Midterm

Farzana Karim

2023-02-19

Define Your Research Question (10 points)


I have always loved arts and history. Visiting the Louvre in Paris was a highlight of my life. This inspired me to work on the “Art History data” from Tidytuesday( https://github.com/rfordatascience/tidytuesday/blob/master/data/2023/2023-01-17/readme.md). The data was collected to assess the demographic representation of artists through editions of Janson’s History of Art and Gardner’s Art Through the Ages, two of the most popular art history textbooks used in the American education system.

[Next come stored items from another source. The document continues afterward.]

//! Filesystem view of the pending pool and the archive.
//!
//! The catalog is derived from the two directories every time it is asked; nothing is
//! cached between calls. A filename lives in exactly one of the two locations.

use std::collections::HashSet;
use std::fs;
use std::io;
use std::path::{Path, PathBuf};
use std::time::{Duration, SystemTime};

use tracing::{debug, error, info, warn};

use crate::config::MediaExtensions;
use crate::error::{BatchError, BatchResult, FileFailure};

#[derive(Debug, Clone, Copy, PartialEq, Eq, Hash)]
pub enum MediaKind {
    Image,
    Video,
}

#[derive(Debug, Clone, Copy, PartialEq, Eq)]
pub enum Location {
    Pending,
    Archived,
}

/// A media file as seen by one scan.
#[derive(Debug, Clone, PartialEq, Eq)]
pub struct MediaFile {
    pub filename: String,
    pub kind: MediaKind,
    pub size_bytes: u64,
    pub location: Location,
    pub path: PathBuf,
}

/// Result of a scan of the pending pool, split by kind.
#[derive(Debug, Clone, Default)]
pub struct PendingPools {
    pub images: Vec<MediaFile>,
    pub videos: Vec<MediaFile>,
}

impl PendingPools {
    pub fn is_empty(&self) -> bool {
        self.images.is_empty() && self.videos.is_empty()
    }
}

#[derive(Debug, Clone, Default)]
pub struct ExpireReport {
    pub removed: Vec<String>,
    pub failed: Vec<FileFailure>,
}

#[derive(Debug, Clone)]
pub struct FileCatalog {
    pending_dir: PathBuf,
    archive_dir: PathBuf,
    extensions: MediaExtensions,
}

impl FileCatalog {
    pub fn new(
        pending_dir: impl Into<PathBuf>,
        archive_dir: impl Into<PathBuf>,
        extensions: MediaExtensions,
    ) -> Self {
        Self {
            pending_dir: pending_dir.into(),
            archive_dir: archive_dir.into(),
            extensions,
        }
    }

    pub fn pending_dir(&self) -> &Path {
        &self.pending_dir
    }

    pub fn archive_dir(&self) -> &Path {
        &self.archive_dir
    }

    /// Create both locations if they are missing.
    pub fn ensure_dirs(&self) -> BatchResult<()> {
        for dir in [&self.pending_dir, &self.archive_dir] {
            fs::create_dir_all(dir).map_err(|e| BatchError::storage(dir, e))?;
        }
        Ok(())
    }

    /// Classify a filename by its (case-insensitive) extension.
    pub fn classify(&self, filename: &str) -> Option<MediaKind> {
        let ext = Path::new(filename)
            .extension()
            .map(|e| format!(".{}", e.to_string_lossy().to_ascii_lowercase()))?;
        if self.extensions.images.contains(&ext) {
            Some(MediaKind::Image)
        } else if self.extensions.videos.contains(&ext) {
            Some(MediaKind::Video)
        } else {
            None
        }
    }

    /// List the pending pool, excluding anything already delivered.
    ///
    /// A missing or unreadable pending directory yields empty pools.
    pub fn scan(&self, exclude_delivered: &HashSet<String>) -> PendingPools {
        let mut pools = PendingPools::default();
        let entries = match fs::read_dir(&self.pending_dir) {
            Ok(entries) => entries,
            Err(e) => {
                warn!(dir = %self.pending_dir.display(), error = ?e, "[CATALOG] Pending folder unreadable, treating as empty");
                return pools;
            }
        };

        for entry in entries.flatten() {
            // Names are ledger keys and archive paths; a lossy name would not round-trip.
            let filename = match entry.file_name().into_string() {
                Ok(name) => name,
                Err(raw) => {
                    warn!(file = ?raw, "[CATALOG] Skipping file with a non UTF-8 name");
                    continue;
                }
            };
            if exclude_delivered.contains(&filename) {
                continue;
            }
            let Some(kind) = self.classify(&filename) else {
                continue;
            };
            let meta = match fs::metadata(entry.path()) {
                Ok(m) if m.is_file() => m,
                Ok(_) => continue,
                Err(e) => {
                    warn!(file = %filename, error = ?e, "[CATALOG] Could not stat pending file, skipping");
                    continue;
                }
            };
            let file = MediaFile {
                filename,
                kind,
                size_bytes: meta.len(),
                location: Location::Pending,
                path: entry.path(),
            };
            match kind {
                MediaKind::Image => pools.images.push(file),
                MediaKind::Video => pools.videos.push(file),
            }
        }

        debug!(
            images = pools.images.len(),
            videos = pools.videos.len(),
            "[CATALOG] Scanned pending pool"
        );
        pools
    }

    fn archive_entries(&self) -> Vec<fs::DirEntry> {
        match fs::read_dir(&self.archive_dir) {
            Ok(entries) => entries.flatten().collect(),
            Err(e) => {
                warn!(dir = %self.archive_dir.display(), error = ?e, "[CATALOG] Archive folder unreadable");
                Vec::new()
            }
        }
    }

    pub fn archived_count(&self) -> usize {
        self.archive_entries().len()
    }

    pub fn is_archived(&self, filename: &str) -> bool {
        self.archive_dir.join(filename).is_file()
    }

    pub fn is_pending(&self, filename: &str) -> bool {
        self.pending_dir.join(filename).is_file()
    }

    /// Size of an archived file, if it is still there.
    pub fn archived_size(&self, filename: &str) -> Option<u64> {
        fs::metadata(self.archive_dir.join(filename))
            .ok()
            .filter(|m| m.is_file())
            .map(|m| m.len())
    }

    /// Delete archive entries last modified more than `retention` ago.
    pub fn expire_archive(&self, retention: Duration) -> ExpireReport {
        let cutoff = SystemTime::now()
            .checked_sub(retention)
            .unwrap_or(SystemTime::UNIX_EPOCH);
        self.remove_archive_entries(|modified| modified < cutoff)
    }

    /// Delete every archive entry regardless of age.
    pub fn purge_archive(&self) -> ExpireReport {
        self.remove_archive_entries(|_| true)
    }

    fn remove_archive_entries(&self, should_remove: impl Fn(SystemTime) -> bool) -> ExpireReport {
        let mut report = ExpireReport::default();
        for entry in self.archive_entries() {
            let filename = entry.file_name().to_string_lossy().into_owned();
            let modified = match entry.metadata().and_then(|m| {
                if m.is_file() {
                    m.modified()
                } else {
                    Err(io::Error::new(io::ErrorKind::Other, "not a regular file"))
                }
            }) {
                Ok(t) => t,
                Err(_) => continue,
            };
            if !should_remove(modified) {
                continue;
            }
            match fs::remove_file(entry.path()) {
                Ok(()) => report.removed.push(filename),
                Err(e) => {
                    error!(file = %filename, error = ?e, "[CATALOG] Failed to delete archive entry");
                    report.failed.push(FileFailure::new(filename, e));
                }
            }
        }
        if !report.removed.is_empty() {
            info!(removed = report.removed.len(), failed = report.failed.len(), "[CATALOG] Removed archive entries");
        }
        report
    }

    /// Move a pending file into the archive.
    pub fn archive(&self, filename: &str) -> io::Result<()> {
        move_file(&self.pending_dir.join(filename), &self.archive_dir.join(filename))
    }

    /// Move an archived file back into the pending pool.
    pub fn restore(&self, filename: &str) -> io::Result<()> {
        move_file(&self.archive_dir.join(filename), &self.pending_dir.join(filename))
    }
}

/// Rename, falling back to copy + remove when the two paths are on different filesystems.
fn move_file(from: &Path, to: &Path) -> io::Result<()> {
    if !from.is_file() {
        return Err(io::Error::new(
            io::ErrorKind::NotFound,
            format!("{} does not exist", from.display()),
        ));
    }
    if to.exists() {
        return Err(io::Error::new(
            io::ErrorKind::AlreadyExists,
            format!("{} already exists", to.display()),
        ));
    }
    match fs::rename(from, to) {
        Ok(()) => Ok(()),
        Err(e) => {
            debug!(from = %from.display(), to = %to.display(), error = ?e, "rename failed, copying instead");
            fs::copy(from, to)?;
            fs::remove_file(from)
        }
    }
}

After exploring the data I became interested to find out the correlation between space occupied in the textbooks by the artists and having being exhibited in the Museum of Modern Arts (MoMA). I am curious to see if occupying more space in the two main textbooks corresponds to having greater exhibitions at the MoMA. I am also interested to see how this correlation might be different by different time range. My expectation is that there would be a correlation. I expect famous artists to be both featured in the books and have greater exhibitions at the MoMa.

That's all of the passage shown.